A few weeks ago, I had to leave a Liz Stringer concert early because of the pain. Liz is one of my favourite artists, so the disappointment of leaving before the set finished ached nearly as much as my reproductive system did.

I stubbornly soldiered on for about an hour, clutching my beer, sweating from nausea and being held upright by my boyfriend. In a break between songs, I staggered to the bathrooms of the Brunswick Ballroom to throw up. We left straight after. I cried in the Uber home. 

This type of pain manifests in many different ways. Some women describe the sensation of razors on their uterus, or fireworks going off inside their bodies. For me, it’s a deep, constricting pain with arbitrary stabbing sensations throughout my abdomen and pelvis.

Imagine someone burning your uterus, then sharply pinching it while it’s all twisted up. I usually get warning pains about a day before my period shows up, similar to many other women. One common thread among endometriosis sufferers is that pain killers can take the edge off the pain, but they’re never able to eliminate it.
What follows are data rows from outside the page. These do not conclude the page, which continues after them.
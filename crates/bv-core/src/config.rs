use serde::{Deserialize, Serialize};
use std::path::{Path, PathBuf};

use crate::error::{BvError, Result};

/// Env var naming an optional JSON config file.
pub const CONFIG_PATH_ENV: &str = "BRAND_VOICE_CONFIG";

#[derive(Debug, Clone, Default, Serialize, Deserialize)]
#[serde(default)]
pub struct BrandVoiceConfig {
    pub server: ServerConfig,
    pub profiles: ProfilesConfig,
    pub rewrite: RewriteConfig,
    pub providers: Vec<ProviderConfig>,
}

#[derive(Debug, Clone, Serialize, Deserialize)]
#[serde(default)]
pub struct ServerConfig {
    pub host: String,
    pub port: u16,
}

#[derive(Debug, Clone, Serialize, Deserialize)]
#[serde(default)]
pub struct ProfilesConfig {
    pub dir: PathBuf,
}

#[derive(Debug, Clone, Serialize, Deserialize)]
#[serde(default)]
pub struct RewriteConfig {
    /// Remote results shorter than this (in chars, trimmed) are discarded.
    pub min_length: usize,
}

/// Wire protocol spoken by a remote provider.
#[derive(Debug, Clone, Copy, PartialEq, Eq, Serialize, Deserialize)]
#[serde(rename_all = "kebab-case")]
pub enum ProviderKind {
    OpenaiCompatible,
    HuggingFace,
    Cohere,
}

#[derive(Debug, Clone, PartialEq, Eq, Serialize, Deserialize)]
pub struct ProviderConfig {
    pub name: String,
    pub kind: ProviderKind,
    pub base_url: String,
    pub model: String,
    pub api_key_env: String,
    #[serde(default = "default_timeout_secs")]
    pub timeout_secs: u64,
    #[serde(default = "default_enabled")]
    pub enabled: bool,
}

fn default_timeout_secs() -> u64 {
    30
}

fn default_enabled() -> bool {
    true
}

impl ProviderConfig {
    fn preset(name: &str, kind: ProviderKind, base_url: &str, model: &str, api_key_env: &str) -> Self {
        Self {
            name: name.into(),
            kind,
            base_url: base_url.into(),
            model: model.into(),
            api_key_env: api_key_env.into(),
            timeout_secs: default_timeout_secs(),
            enabled: true,
        }
    }

    /// Resolve the API key through `lookup` (normally the process environment).
    pub fn api_key_with(&self, lookup: impl Fn(&str) -> Option<String>) -> Option<String> {
        lookup(&self.api_key_env).filter(|k| !k.trim().is_empty())
    }
}

impl Default for ServerConfig {
    fn default() -> Self {
        Self { host: "0.0.0.0".into(), port: 3000 }
    }
}

impl Default for ProfilesConfig {
    fn default() -> Self {
        Self { dir: PathBuf::from("./brand-profiles") }
    }
}

impl Default for RewriteConfig {
    fn default() -> Self {
        Self { min_length: 10 }
    }
}

/// Remote providers in the order they are tried.
pub fn default_providers() -> Vec<ProviderConfig> {
    vec![
        ProviderConfig::preset(
            "groq",
            ProviderKind::OpenaiCompatible,
            "https://api.groq.com/openai/v1",
            "llama-3.1-8b-instant",
            "GROQ_API_KEY",
        ),
        ProviderConfig::preset(
            "together",
            ProviderKind::OpenaiCompatible,
            "https://api.together.xyz/v1",
            "meta-llama/Llama-3.2-3B-Instruct-Turbo",
            "TOGETHER_API_KEY",
        ),
        ProviderConfig::preset(
            "huggingface",
            ProviderKind::HuggingFace,
            "https://api-inference.huggingface.co",
            "mistralai/Mistral-7B-Instruct-v0.2",
            "HUGGINGFACE_API_KEY",
        ),
        ProviderConfig::preset(
            "cohere",
            ProviderKind::Cohere,
            "https://api.cohere.ai",
            "command-r",
            "COHERE_API_KEY",
        ),
        ProviderConfig::preset(
            "openrouter",
            ProviderKind::OpenaiCompatible,
            "https://openrouter.ai/api/v1",
            "meta-llama/llama-3.1-8b-instruct:free",
            "OPENROUTER_API_KEY",
        ),
    ]
}

impl BrandVoiceConfig {
    /// Defaults with the built-in provider list.
    pub fn with_default_providers() -> Self {
        Self { providers: default_providers(), ..Self::default() }
    }

    /// Parse a JSON config. Missing sections fall back to defaults; an absent
    /// `providers` key keeps the built-in list.
    pub fn from_json_str(raw: &str) -> Result<Self> {
        let value: serde_json::Value = serde_json::from_str(raw)?;
        let has_providers = value.get("providers").is_some();
        let mut config: Self = serde_json::from_value(value)?;
        if !has_providers {
            config.providers = default_providers();
        }
        Ok(config)
    }

    pub fn from_file(path: &Path) -> Result<Self> {
        let raw = std::fs::read_to_string(path).map_err(|e| {
            BvError::Config(format!("cannot read config file {}: {e}", path.display()))
        })?;
        Self::from_json_str(&raw)
    }

    /// Load from `BRAND_VOICE_CONFIG` (if set) and apply environment overrides.
    pub fn load() -> Result<Self> {
        let lookup = |key: &str| std::env::var(key).ok();
        let mut config = match lookup(CONFIG_PATH_ENV) {
            Some(path) => Self::from_file(Path::new(&path))?,
            None => Self::with_default_providers(),
        };
        config.apply_env_overrides(lookup)?;
        Ok(config)
    }

    /// Apply `PORT`, `HOST` and `BRAND_PROFILES_DIR` overrides.
    pub fn apply_env_overrides(&mut self, lookup: impl Fn(&str) -> Option<String>) -> Result<()> {
        if let Some(port) = lookup("PORT") {
            self.server.port = port
                .trim()
                .parse()
                .map_err(|_| BvError::Config(format!("PORT must be a port number, got '{port}'")))?;
        }
        if let Some(host) = lookup("HOST") {
            self.server.host = host;
        }
        if let Some(dir) = lookup("BRAND_PROFILES_DIR") {
            self.profiles.dir = PathBuf::from(dir);
        }
        Ok(())
    }

    pub fn bind_addr(&self) -> String {
        format!("{}:{}", self.server.host, self.server.port)
    }
}
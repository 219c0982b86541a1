//! Voice pipeline: runs the five stages in order over one input.

use bv_core::types::{BrandCharacteristics, Tone};

use crate::{extractor, stage1_tone, stage2_vocabulary, stage3_sentence, stage4_replacements, stage5_whitespace};

/// Rewrite output with the stages that ran.
#[derive(Debug, Clone, PartialEq, Eq)]
pub struct VoiceResult {
    pub output: String,
    pub stages_applied: Vec<String>,
}

/// Deterministic local rewriter bound to one set of characteristics.
#[derive(Debug, Clone, Copy)]
pub struct VoicePipeline<'a> {
    pub characteristics: &'a BrandCharacteristics,
}

impl<'a> VoicePipeline<'a> {
    pub fn new(characteristics: &'a BrandCharacteristics) -> Self {
        Self { characteristics }
    }

    /// Run every stage. Each stage feeds the next; only whitespace
    /// normalization runs unconditionally.
    pub fn rewrite(&self, text: &str) -> VoiceResult {
        let c = self.characteristics;
        let mut result = text.to_string();
        let mut stages = Vec::new();

        // Stage 1: Tone
        if c.tone != Tone::Neutral {
            result = stage1_tone::apply(&result, c.tone);
            stages.push(format!("tone:{}", c.tone));
        }

        // Stage 2: Vocabulary
        if stage2_vocabulary::is_active(c.vocabulary) {
            result = stage2_vocabulary::apply(&result, c.vocabulary);
            stages.push(format!("vocabulary:{}", c.vocabulary));
        }

        // Stage 3: Sentence style
        if stage3_sentence::is_active(c.sentence_style) {
            result = stage3_sentence::apply(&result, c.sentence_style);
            stages.push(format!("sentence:{}", c.sentence_style));
        }

        // Stage 4: Profile replacements
        if !c.replacements.is_empty() {
            result = stage4_replacements::apply(&result, &c.replacements);
            stages.push("replacements".into());
        }

        // Stage 5: Whitespace (always)
        result = stage5_whitespace::normalize(&result);
        stages.push("whitespace".into());

        tracing::debug!(stages = ?stages, "voice pipeline finished");
        VoiceResult { output: result, stages_applied: stages }
    }
}

/// Apply the transform stages for `characteristics` to `text`.
pub fn apply_transforms(text: &str, characteristics: &BrandCharacteristics) -> String {
    VoicePipeline::new(characteristics).rewrite(text).output
}

/// Local rewrite path: extract rules from the profile, then transform.
///
/// `brand_name` matches the remote provider signature; the local rules come
/// from the profile text alone.
pub fn local_rewrite(text: &str, profile_text: &str, brand_name: &str) -> String {
    tracing::debug!(brand = brand_name, "local rewrite");
    apply_transforms(text, &extractor::extract_characteristics(profile_text))
}
use bv_core::profile::{BrandProfile, ProfileStore};
use criterion::{black_box, criterion_group, criterion_main, Criterion};
use rand::Rng;

fn bench_store_lookup(c: &mut Criterion) {
    let store = ProfileStore::new();
    for i in 0..500 {
        store.insert(BrandProfile::new(format!("brand-{i}"), "Friendly, warm and direct. ".repeat(40)));
    }
    let mut rng = rand::thread_rng();

    c.bench_function("store_get_random_500", |b| {
        b.iter(|| {
            let name = format!("brand-{}", rng.gen_range(0..500));
            black_box(store.get(black_box(&name)))
        })
    });

    c.bench_function("store_summaries_500", |b| b.iter(|| black_box(store.summaries())));
}

fn bench_store_reload(c: &mut Criterion) {
    let dir = tempfile::tempdir().unwrap();
    for i in 0..100 {
        std::fs::write(dir.path().join(format!("brand-{i}.txt")), "Professional and concise.").unwrap();
    }
    let store = ProfileStore::with_dir(dir.path());
    c.bench_function("store_reload_100_files", |b| b.iter(|| black_box(store.reload())));
}

criterion_group!(benches, bench_store_lookup, bench_store_reload);
criterion_main!(benches);
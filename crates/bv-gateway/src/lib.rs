//! Remote rewrite gateway: ordered LLM providers with a local fallback.
//!
//! Providers are tried in configuration order; the first non-degenerate
//! result wins. When every provider fails the brand voice pipeline from
//! `bv-voice` produces the text instead.

pub mod chain;
pub mod cohere;
pub mod error;
pub mod http;
pub mod huggingface;
pub mod openai;
pub mod provider;
pub mod registry;
pub mod request;
pub mod rewriter;

pub use chain::{first_success, Gateway, GatewayFailure, RemoteRewrite};
pub use error::ProviderError;
pub use provider::RewriteProvider;
pub use registry::providers_from_config;
pub use request::RewriteRequest;
pub use rewriter::{BrandRewriter, RewriteOutcome};
//! Brand voice HTTP API server (Axum).
//!
//! Provides brand listing, explicit profile reload, brand rule inspection and
//! the rewrite endpoint.

pub mod error;
pub mod routes;
pub mod state;

use axum::Router;
use state::AppState;

/// Build the application router with an empty profile store and local-only rewriting.
pub fn app() -> Router {
    app_with_state(AppState::default())
}

/// Build the application router with a custom state.
pub fn app_with_state(state: AppState) -> Router {
    Router::new()
        .merge(routes::health_routes())
        .merge(routes::brand_routes())
        .merge(routes::rewrite_routes())
        .with_state(state)
}
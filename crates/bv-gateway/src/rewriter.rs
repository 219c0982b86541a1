//! Remote-first rewriting with the local brand voice pipeline as fallback.

use bv_core::types::{RewriteResult, RewriteSource};
use tracing::Instrument;
use uuid::Uuid;

use crate::chain::Gateway;
use crate::request::RewriteRequest;

/// A rewrite plus where it came from and why earlier providers were skipped.
#[derive(Debug, Clone, PartialEq, Eq)]
pub struct RewriteOutcome {
    pub result: RewriteResult,
    pub source: RewriteSource,
    pub failures: Vec<String>,
}

#[derive(Debug, Default)]
pub struct BrandRewriter {
    gateway: Gateway,
}

impl BrandRewriter {
    pub fn new(gateway: Gateway) -> Self {
        Self { gateway }
    }

    /// Rewriter with no remote providers; always uses the local pipeline.
    pub fn local_only() -> Self {
        Self::default()
    }

    pub fn gateway(&self) -> &Gateway {
        &self.gateway
    }

    /// Rewrite `text` in the voice described by `profile`. Never fails.
    pub async fn rewrite(&self, text: &str, profile: &str, brand_name: &str) -> RewriteOutcome {
        let span = tracing::info_span!("rewrite", request_id = %Uuid::new_v4(), brand = brand_name);
        self.rewrite_inner(text, profile, brand_name).instrument(span).await
    }

    async fn rewrite_inner(&self, text: &str, profile: &str, brand_name: &str) -> RewriteOutcome {
        let request = RewriteRequest::new(text, profile, brand_name);
        let (rewritten_text, source, failures) = match self.gateway.first_success(&request).await {
            Ok(remote) => (remote.text, RewriteSource::Remote { provider: remote.provider }, Vec::new()),
            Err(failure) => {
                if !self.gateway.is_empty() {
                    tracing::warn!(reason = %failure, "all remote providers failed, using local rewrite");
                }
                (bv_voice::local_rewrite(text, profile, brand_name), RewriteSource::Local, failure.reasons())
            }
        };
        RewriteOutcome {
            result: RewriteResult {
                original_text: text.to_string(),
                rewritten_text,
                brand_name: brand_name.to_string(),
            },
            source,
            failures,
        }
    }
}
//! HTTP plumbing shared by the provider clients.

use reqwest::{Client, StatusCode};
use serde::de::DeserializeOwned;
use serde::Serialize;
use std::time::Duration;

use crate::error::ProviderError;

const ERROR_BODY_CHARS: usize = 160;

pub fn build_client(timeout: Duration) -> Result<Client, ProviderError> {
    Client::builder().timeout(timeout).build().map_err(|error| ProviderError::Configuration {
        message: format!("failed to configure HTTP client: {error}"),
    })
}

/// POST `body` as JSON with bearer auth and decode a JSON reply.
///
/// Any non-200 status becomes [`ProviderError::Status`] with a truncated body.
pub async fn post_json<B, R>(
    client: &Client,
    url: &str,
    api_key: &str,
    headers: &[(String, String)],
    body: &B,
) -> Result<R, ProviderError>
where
    B: Serialize + ?Sized,
    R: DeserializeOwned,
{
    let mut request = client.post(url).bearer_auth(api_key).json(body);
    for (name, value) in headers {
        request = request.header(name, value);
    }

    let response = request.send().await.map_err(|error| ProviderError::Transport {
        message: error.to_string(),
    })?;

    let status = response.status();
    if status != StatusCode::OK {
        let body = response.text().await.map_or_else(
            |_| "(failed to read error response body)".to_string(),
            |content| truncate_for_message(&content, ERROR_BODY_CHARS),
        );
        return Err(ProviderError::Status { status: status.as_u16(), body });
    }

    response
        .json::<R>()
        .await
        .map_err(|error| ProviderError::payload(format!("JSON decoding failed: {error}")))
}

pub fn join_url(base: &str, path: &str) -> String {
    format!("{}/{}", base.trim_end_matches('/'), path.trim_start_matches('/'))
}

pub fn truncate_for_message(message: &str, max_chars: usize) -> String {
    let mut chars = message.chars();
    let head: String = chars.by_ref().take(max_chars).collect();
    if chars.next().is_some() {
        format!("{head}...")
    } else {
        head
    }
}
Since my first period, things were never ‘normal’. To my humiliation, I started menstruating when I was nearly 16 (a pubescent anomaly I’m now very grateful for), so I thought my cycle would just take longer to become regular. My mum had taught me from her own experience that periods weren’t necessarily ideal, but they were a minor inconvenience at most.

How I wish that had been the case. Starting birth control a few years later provided temporary relief from my symptoms but after several blissful and blood-free months, my reproductive system rebelled and came back with a bitter vengeance. I bled for about ten months on and off.

Still, I did not go to the doctor; I thought it was normal. Or at least, I believed it was unworthy of a doctor’s time. I suppose I didn’t want to be told I was overreacting. I stoutly worked my way through the Implanon rod and four different brands of the pill, bleeding and hurting through them all.

And still, I did not get help. In the end, it was my boyfriend who urged me to go to the GP. He told me he didn’t want to keep seeing me in pain, and I finally listened. A number of months, referrals and appointments later, I was booked in for a laparoscopy and IUD insertion.

I’m now told I have ‘highly suspected endometriosis’, as though my uterus were a criminal on the run. The reason it is ‘suspected’ rather than confirmed is that the only way to be absolutely sure is via tissue samples, which are obtained through surgery.

The surgery – called a laparoscopy – is a keyhole procedure where small incisions are made in the stomach to inspect the pelvis and abdomen. If my doctor sees lesions or cysts, she’ll remove them and send them off to histology for testing.

I’m not an especially medically anxious person. In fact, I trust most (female) doctors implicitly – probably to a fault. Nonetheless, I am scared ahead of this procedure. I’m worried it will hurt, that I’ll be alone when I wake up, and that something will go wrong.

Mostly, I’m scared they won’t find answers. I don’t want to go back to square one. And so, if I wake up and they tell me they found endometriosis, I will be relieved. Putting a name to pain is generally the first step toward dealing with it.

I’m afraid, but I’m putting on a brave face. As my beautiful friend reminded me, if this surgery doesn’t provide answers, then I can just keep searching. At least one potential malady can be crossed off the list.